The trouble is, Stützle isn't exactly their star other than in points. While he gets a lot of assists – 53 of his 76 points are assists, split nearly evenly between first and secondary – his RAPM numbers, which control for the impact of teammates, competition and some other factors, show him good but not great at most areas of hockey. His impact on Corsi For rate, so the underlying backbone of offence, is where he places the lowest and is actually negative. His impact on Corsi Against, however, is excellent. The same holds true for Expected Goals.

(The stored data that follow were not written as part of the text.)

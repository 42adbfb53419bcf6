//! Top-level router configuration.
//!
//! # Route Structure
//!
//! - `GET  /health`                   - Health check (public)
//! - `POST /api/auth/forgot-password`   - Password reset code (public, strict rate limit)
//! - `POST /api/auth/verification-code` - Verification code (public, strict rate limit)
//! - `POST /api/ai/chat`              - AI chat proxy (Bearer token required)
//!
//! # Middleware
//!
//! - **Tracing** - Structured request/response logging
//! - **Rate limiting** - Per-IP token bucket
//! - **Authentication** - Bearer token on protected routes
//! - **Path normalization** - Trailing slash handling

use crate::api;
use crate::api::handlers::health_handler;
use crate::api::middleware::{auth, rate_limit, tracing};
use crate::state::AppState;
use axum::routing::get;
use axum::{Router, middleware};
use tower::Layer;
use tower_http::normalize_path::{NormalizePath, NormalizePathLayer};

/// Constructs the application router with all routes and middleware.
///
/// Rate limiting keys on the peer address, so the returned service must be
/// served with connect info (see [`crate::server::run`]).
pub fn app_router(state: AppState) -> NormalizePath<Router> {
    let protected = api::routes::protected_routes()
        .route_layer(middleware::from_fn_with_state(state.clone(), auth::layer))
        .layer(rate_limit::layer());

    let public = api::routes::public_routes().layer(rate_limit::secure_layer());

    let router = Router::new()
        .route("/health", get(health_handler))
        .nest("/api", Router::new().merge(protected).merge(public))
        .with_state(state)
        .layer(tracing::layer());

    NormalizePathLayer::trim_trailing_slash().layer(router)
}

He is on the first power play unit, and is not the best player there by RAPM, but he's not far off. Thirty of his points, mostly assists, come on the power play. It's fair to say his value as a setup man there is top quality, but his real value at even-strength goes towards getting Ottawa their 50% Corsi and Expected Goals and keeping things clean defensively.
Brady Tkachuk
Tkachuk is simply the best player on the Senators without any doubt in my mind. He's only played 71 games (all numbers do not include Thursday's game), and he's not always been perfectly healthy in those games, but he leads the forwards in impact on Expected Goals For, and Expected Goals +/-, which means his overall impact on the net quality of shots for and against is the best on the team. His lead over his nearest rival in xG +/- is substantial. He gets a chart:

There's likely a wider difference of opinion on a player's impact on Goals For than any other stat. Evolving Hockey don't show Goals Against, because it can't be separated from the goalie, but is impact on Goals For random and based on the shooting luck of other players too much or is it real? Of note, Tyson Barrie used to show massive quality in effect on GF, just not every season. Either way, Tkachuk's RAPM ranking in GF on the team in fourth for all forwards. Ottawa has the sixth lowest goal-scoring rate at even-strength. So again, is it him or is it the team?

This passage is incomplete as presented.